Daniel Y. Abebe is an American lawyer, law professor, and the 16th dean of Columbia Law School. Abebe joined Columbia Law School on August 1, 2024, as Dean and Lucy G. Moses Professor of Law. His research centers on the relationship between the constitutional law of U.S. foreign affairs and public international law. Previously, Abebe was Harold J. and Marion F. Green Professor of Law and Deputy Dean of the University of Chicago Law School and Vice Provost of the University of Chicago.

== Education ==
Abebe graduated summa cum laude from Maryville University of St. Louis in 1997. He earned a J.D. from Harvard Law School in 2000, then a M.A. (2006) and Ph.D. (2013) in political science from the University of Chicago.

== Career ==
Abebe clerked on the U.S. Court of Appeals for the Sixth Circuit for Judge Damon J. Keith, then worked at the law firm Cravath, Swaine & Moore before joining the faculty of the University of Chicago Law School in 2008. He was also affiliated with the University of Chicago political science department.

On June 17, 2024, Abebe was appointed Dean of Columbia Law School and Lucy G. Moses Professor of Law, effective August 1, 2024. With this appointment, Abebe became the first Black dean of Columbia Law School.

Abebe is an elected member of the American Law Institute.

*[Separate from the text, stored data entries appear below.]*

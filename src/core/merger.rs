//! Stitching split posts back together.
//!
//! A single forward pass over the log. When an entry looks continued, the
//! merger starts accumulating: following entries are appended while they come
//! from the same author or look like a later fragment. The chain completes at
//! the first appended entry that does not itself look continued.
//!
//! # Example
//!
//! ```rust
//! use chrono::{TimeZone, Utc};
//! use rpformat::RawMessage;
//! use rpformat::core::classifier::Classifier;
//! use rpformat::core::merger::combine_messages;
//!
//! let t = Utc.with_ymd_and_hms(2024, 3, 1, 20, 0, 0).unwrap();
//! let raw = vec![
//!     RawMessage::new("Alice", "Hello...", t),
//!     RawMessage::new("Alice", "World", t),
//! ];
//!
//! let outcome = combine_messages(&raw, t, &Classifier::standard());
//! assert_eq!(outcome.messages.len(), 1);
//! assert_eq!(outcome.messages[0].body, "Hello World");
//! assert_eq!(outcome.combined, 1);
//! ```

use chrono::{DateTime, Utc};
use tracing::debug;

use crate::core::classifier::Classifier;
use crate::message::{LogicalMessage, MergeStatus, RawMessage};

/// Result of a merge pass.
#[derive(Debug, Clone, Default)]
pub struct MergeOutcome {
    /// Logical messages in log order, ids `1..=k`.
    pub messages: Vec<LogicalMessage>,

    /// Number of log entries folded into an earlier one.
    pub combined: usize,

    /// Number of chains that looked continued but never completed.
    pub failed: usize,
}

/// An open continuation chain.
struct Chain {
    origin: LogicalMessage,
    author: String,
    body: String,
    fragments: usize,
}

enum State {
    Idle,
    Seeking(Chain),
}

/// Marks the end of the log, flushing any open chain.
enum Incoming {
    Message(LogicalMessage),
    EndOfStream,
}

/// Classifies raw entries without combining them.
///
/// Bodies keep their markers; ids run `1..=n` in log order.
pub fn classify_messages(
    raw: &[RawMessage],
    session_start: DateTime<Utc>,
    classifier: &Classifier,
) -> Vec<LogicalMessage> {
    raw.iter()
        .enumerate()
        .map(|(index, entry)| {
            let mut message = LogicalMessage::from_raw(index as u64 + 1, entry, session_start);
            apply_classification(&mut message, classifier);
            if message.is_continued {
                message.merge_status = MergeStatus::Continued;
            }
            message
        })
        .collect()
}

/// Combines split posts into logical messages.
///
/// Every entry is classified on its raw body, then its continuation marks are
/// stripped. A chain that never completes is emitted rather than dropped: on
/// its own it keeps [`MergeStatus::Continued`]; if fragments were already
/// folded into it, the accumulated text is kept and it counts as combined.
/// Either way it is counted in [`MergeOutcome::failed`].
pub fn combine_messages(
    raw: &[RawMessage],
    session_start: DateTime<Utc>,
    classifier: &Classifier,
) -> MergeOutcome {
    let mut merger = Merger::default();

    let incoming = raw
        .iter()
        .map(|entry| {
            let mut message = LogicalMessage::from_raw(0, entry, session_start);
            apply_classification(&mut message, classifier);
            message.set_body(classifier.strip_continuation_marks(&message.body));
            Incoming::Message(message)
        })
        .chain(std::iter::once(Incoming::EndOfStream));

    for item in incoming {
        merger.feed(item);
    }

    let mut messages = merger.emitted;
    for (index, message) in messages.iter_mut().enumerate() {
        message.id = index as u64 + 1;
        // fragment tags such as (1/2) are gone, so look again
        message.has_emphasis = classifier.has_emphasis_markers(&message.body);
    }

    debug!(
        input = raw.len(),
        output = messages.len(),
        combined = merger.combined,
        failed = merger.failed,
        "merge pass complete"
    );

    MergeOutcome {
        messages,
        combined: merger.combined,
        failed: merger.failed,
    }
}

fn apply_classification(message: &mut LogicalMessage, classifier: &Classifier) {
    let flags = classifier.classify(&message.body);
    message.is_continued = flags.continued;
    message.is_continuation_of_previous = flags.continuation_of_previous;
    message.is_out_of_character = flags.out_of_character;
    message.has_emphasis = flags.emphasis;
}

#[derive(Default)]
struct Merger {
    state: Option<Chain>,
    emitted: Vec<LogicalMessage>,
    combined: usize,
    failed: usize,
}

impl Merger {
    fn feed(&mut self, item: Incoming) {
        let state = match self.state.take() {
            Some(chain) => State::Seeking(chain),
            None => State::Idle,
        };

        match (state, item) {
            (State::Idle, Incoming::EndOfStream) => {}
            (State::Idle, Incoming::Message(message)) => self.start_or_emit(message),
            (State::Seeking(chain), Incoming::EndOfStream) => self.fail(chain),
            (State::Seeking(mut chain), Incoming::Message(message)) => {
                if message.author == chain.author || message.is_continuation_of_previous {
                    debug!(
                        origin = %preview(&chain.body),
                        fragment = %preview(&message.body),
                        "appending fragment"
                    );
                    chain.body.push(' ');
                    chain.body.push_str(&message.body);
                    chain.fragments += 1;
                    self.combined += 1;

                    if message.is_continued {
                        self.state = Some(chain);
                    } else {
                        self.complete(chain);
                    }
                } else {
                    self.fail(chain);
                    self.start_or_emit(message);
                }
            }
        }
    }

    fn start_or_emit(&mut self, message: LogicalMessage) {
        if message.is_continued {
            debug!(origin = %preview(&message.body), author = %message.author, "seeking continuation");
            self.state = Some(Chain {
                author: message.author.clone(),
                body: message.body.clone(),
                origin: message,
                fragments: 0,
            });
        } else {
            self.emitted.push(message);
        }
    }

    fn complete(&mut self, chain: Chain) {
        let mut origin = chain.origin;
        origin.set_body(chain.body);
        origin.is_continued = false;
        origin.merge_status = MergeStatus::CombinedResult;
        debug!(
            fragments = chain.fragments + 1,
            words = origin.word_count,
            "continuation complete"
        );
        self.emitted.push(origin);
    }

    fn fail(&mut self, chain: Chain) {
        self.failed += 1;
        let mut origin = chain.origin;
        if chain.fragments > 0 {
            origin.set_body(chain.body);
            origin.merge_status = MergeStatus::CombinedResult;
        } else {
            origin.merge_status = MergeStatus::Continued;
        }
        debug!(origin = %preview(&origin.body), "failed to find continuation");
        self.emitted.push(origin);
    }
}

/// First few words of a body, for log lines.
fn preview(body: &str) -> String {
    body.split_whitespace().take(5).collect::<Vec<_>>().join(" ")
}
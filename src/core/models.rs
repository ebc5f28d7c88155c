//! Core data models shared by the pipeline stages and the writers.

use std::fs;
use std::path::{Path, PathBuf};

use base64::Engine as _;
use chrono::{DateTime, TimeDelta, Utc};
use serde::{Deserialize, Serialize};

use crate::error::Result;
use crate::message::{DATETIME_FORMAT, LogicalMessage, format_hh_mm};

/// Reading speed used for the read time estimate, in words per minute.
const WORDS_PER_MINUTE: usize = 200;

/// Who took part in a log and when it ran.
///
/// `start` and `end` come from the first and last entries of the log, before
/// any entry is dropped for being too short.
#[derive(Debug, Clone, PartialEq, Eq, Serialize, Deserialize)]
pub struct Session {
    /// Whose log this is.
    pub owner: String,
    /// Distinct authors, in order of first appearance.
    pub participants: Vec<String>,
    /// Time of the first entry.
    pub start: DateTime<Utc>,
    /// Time of the last entry.
    pub end: DateTime<Utc>,
}

impl Session {
    /// Wall-clock length of the session.
    pub fn duration(&self) -> TimeDelta {
        self.end - self.start
    }
}

/// An abnormal silence, keyed by the message that ends it.
#[derive(Debug, Clone, Copy, PartialEq, Eq)]
pub struct Gap {
    /// Id of the first message after the silence.
    pub after_message_id: u64,
    /// Length of the silence.
    pub duration: TimeDelta,
}

/// An image file found next to a log.
#[derive(Debug, Clone, PartialEq, Eq)]
pub struct ImageDescriptor {
    /// Where the file lives.
    pub path: PathBuf,
    /// Timestamp read from the file name, if it carried one.
    pub extracted_timestamp: Option<DateTime<Utc>>,
    /// File modification time.
    pub fallback_timestamp: DateTime<Utc>,
    /// Message id written at the start of the file name, e.g. `7_snapshot.png`.
    pub explicit_message_id: Option<u64>,
}

impl ImageDescriptor {
    /// The timestamp correlation should use.
    pub fn best_timestamp(&self) -> DateTime<Utc> {
        self.extracted_timestamp.unwrap_or(self.fallback_timestamp)
    }

    /// The file name, for display.
    pub fn file_name(&self) -> String {
        file_name(&self.path)
    }
}

/// An image attached to a message, ready to embed.
#[derive(Debug, Clone, PartialEq, Eq)]
pub struct RelatedImage {
    /// Where the file lives.
    pub image_path: PathBuf,
    /// The message it depicts.
    pub related_message_id: u64,
    /// MIME type guessed from the extension.
    pub mime_type: &'static str,
    /// File contents, base64 encoded.
    pub encoded_payload: String,
}

impl RelatedImage {
    /// Reads and encodes an image file.
    pub fn encode(path: &Path, related_message_id: u64) -> Result<Self> {
        let bytes = fs::read(path)?;
        Ok(Self {
            image_path: path.to_path_buf(),
            related_message_id,
            mime_type: mime_type_for(path),
            encoded_payload: base64::engine::general_purpose::STANDARD.encode(bytes),
        })
    }

    /// `data:` URI for use in an `img` tag.
    pub fn data_uri(&self) -> String {
        format!("data:{};base64,{}", self.mime_type, self.encoded_payload)
    }

    /// The file name, for display.
    pub fn file_name(&self) -> String {
        file_name(&self.image_path)
    }
}

fn file_name(path: &Path) -> String {
    path.file_name()
        .map(|n| n.to_string_lossy().into_owned())
        .unwrap_or_default()
}

/// MIME type for a supported image extension.
pub fn mime_type_for(path: &Path) -> &'static str {
    let extension = path
        .extension()
        .map(|e| e.to_string_lossy().to_ascii_lowercase())
        .unwrap_or_default();
    match extension.as_str() {
        "png" => "image/png",
        "jpg" | "jpeg" => "image/jpeg",
        _ => "application/octet-stream",
    }
}

/// A reconstructed session: the evolving message list plus what the stages
/// learned about it.
#[derive(Debug, Clone, PartialEq, Eq)]
pub struct Transcript {
    /// Who and when.
    pub session: Session,
    /// Logical messages in time order.
    pub messages: Vec<LogicalMessage>,
    /// Reported session length, shortened when gaps are squashed.
    pub duration: TimeDelta,
    /// Abnormal silences found, in message order.
    pub gaps: Vec<Gap>,
}

impl Transcript {
    /// Creates a transcript with the session's wall-clock duration.
    pub fn new(session: Session, messages: Vec<LogicalMessage>) -> Self {
        let duration = session.duration();
        Self {
            session,
            messages,
            duration,
            gaps: Vec::new(),
        }
    }

    /// Authors who still have messages, in order of first appearance.
    pub fn authors(&self) -> Vec<&str> {
        let mut authors: Vec<&str> = Vec::new();
        for message in &self.messages {
            if !authors.contains(&message.author.as_str()) {
                authors.push(&message.author);
            }
        }
        authors
    }

    /// Authors joined for a title: `A`, `A and B`, or `A, B, C`.
    pub fn authors_summary(&self) -> String {
        let authors = self.authors();
        match authors.as_slice() {
            [] => String::new(),
            [only] => (*only).to_string(),
            [first, second] => format!("{first} and {second}"),
            many => many.join(", "),
        }
    }

    /// Total words across all messages.
    pub fn word_count(&self) -> usize {
        self.messages.iter().map(|m| m.word_count).sum()
    }

    /// Estimated reading time in minutes, rounded up.
    pub fn read_time_minutes(&self) -> usize {
        self.word_count().div_ceil(WORDS_PER_MINUTE)
    }

    /// Session start and end, e.g. `2024-03-01 T 20:00 - 2024-03-01 T 23:10`.
    pub fn datetime(&self) -> String {
        format!(
            "{} - {}",
            self.session.start.format(DATETIME_FORMAT),
            self.session.end.format(DATETIME_FORMAT)
        )
    }

    /// Reported session length as `HH:MM`.
    pub fn duration_display(&self) -> String {
        format_hh_mm(self.duration)
    }

    /// Size summary, e.g. `12 messages, 840 words, ~5 min read time`.
    pub fn metadata(&self) -> String {
        format!(
            "{} messages, {} words, ~{} min read time",
            self.messages.len(),
            self.word_count(),
            self.read_time_minutes()
        )
    }

    /// Looks up a message by id.
    pub fn message(&self, id: u64) -> Option<&LogicalMessage> {
        self.messages
            .binary_search_by_key(&id, |m| m.id)
            .ok()
            .map(|index| &self.messages[index])
    }
}

#[cfg(test)]
mod tests {
    use super::*;
    use crate::message::RawMessage;
    use chrono::TimeZone;
    use std::io::Write;

    fn at(h: u32, m: u32) -> DateTime<Utc> {
        Utc.with_ymd_and_hms(2024, 3, 1, h, m, 0).unwrap()
    }

    fn session() -> Session {
        Session {
            owner: "Alice".into(),
            participants: vec!["Alice".into(), "Bob".into()],
            start: at(20, 0),
            end: at(22, 30),
        }
    }

    fn transcript(authors: &[&str]) -> Transcript {
        let messages = authors
            .iter()
            .enumerate()
            .map(|(i, author)| {
                let raw = RawMessage::new(*author, "one two three four five", at(20, i as u32));
                LogicalMessage::from_raw(i as u64 + 1, &raw, at(20, 0))
            })
            .collect();
        Transcript::new(session(), messages)
    }

    #[test]
    fn test_authors_summary() {
        assert_eq!(transcript(&[]).authors_summary(), "");
        assert_eq!(transcript(&["Alice", "Alice"]).authors_summary(), "Alice");
        assert_eq!(
            transcript(&["Alice", "Bob", "Alice"]).authors_summary(),
            "Alice and Bob"
        );
        assert_eq!(
            transcript(&["Alice", "Bob", "Carol"]).authors_summary(),
            "Alice, Bob, Carol"
        );
    }

    #[test]
    fn test_metadata() {
        let t = transcript(&["Alice", "Bob"]);
        assert_eq!(t.word_count(), 10);
        assert_eq!(t.read_time_minutes(), 1);
        assert_eq!(t.duration_display(), "02:30");
        assert_eq!(t.datetime(), "2024-03-01 T 20:00 - 2024-03-01 T 22:30");
        assert_eq!(t.metadata(), "2 messages, 10 words, ~1 min read time");
    }

    #[test]
    fn test_message_lookup() {
        let t = transcript(&["Alice", "Bob", "Carol"]);
        assert_eq!(t.message(2).map(|m| m.author.as_str()), Some("Bob"));
        assert!(t.message(9).is_none());
    }

    #[test]
    fn test_best_timestamp_prefers_file_name() {
        let mut image = ImageDescriptor {
            path: PathBuf::from("shot.png"),
            extracted_timestamp: Some(at(21, 0)),
            fallback_timestamp: at(23, 0),
            explicit_message_id: None,
        };
        assert_eq!(image.best_timestamp(), at(21, 0));
        image.extracted_timestamp = None;
        assert_eq!(image.best_timestamp(), at(23, 0));
    }

    #[test]
    fn test_related_image_encode() {
        let mut file = tempfile::Builder::new().suffix(".PNG").tempfile().unwrap();
        file.write_all(b"fake png").unwrap();

        let image = RelatedImage::encode(file.path(), 4).unwrap();
        assert_eq!(image.related_message_id, 4);
        assert_eq!(image.mime_type, "image/png");
        assert_eq!(image.encoded_payload, "ZmFrZSBwbmc=");
        assert_eq!(image.data_uri(), "data:image/png;base64,ZmFrZSBwbmc=");
    }

    #[test]
    fn test_mime_type_for() {
        assert_eq!(mime_type_for(Path::new("a.jpg")), "image/jpeg");
        assert_eq!(mime_type_for(Path::new("a.JPEG")), "image/jpeg");
        assert_eq!(mime_type_for(Path::new("a.gif")), "application/octet-stream");
    }
}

He serves on the board of the Higher Learning Commission and the Knight First Amendment Institute at Columbia University. He previously served as a member of the Board of Governors for Argonne National Laboratory, and as chair of the Board of Directors of Chapin Hall and the Board of Directors of the University of Chicago Charter School.

==Bibliography==
Abebe, Daniel (2007). "Not Just Doctrine: The True Motivation for Federal Incorporation and International Human Rights Litigation"

Abebe, Daniel (2009). "Great Power Politics and the Structure of Foreign Relations Law"

Abebe, Daniel (2010). "The Flaws of Foreign Affairs Legalism"

Abebe, Daniel (2012). "One Voice or Many? The Political Question Doctrine and Acoustic Dissonance in Foreign Affairs"

Abebe, Daniel (2013). "Foreign Affairs Federalism: A Revisionist Approach"

Abebe, Daniel (2013). "The Global Determinants of U.S. Foreign Affairs Law"

Abebe, Daniel (2014). "Egypt, Ethiopia, and the Nile: The Economics of International Water Law"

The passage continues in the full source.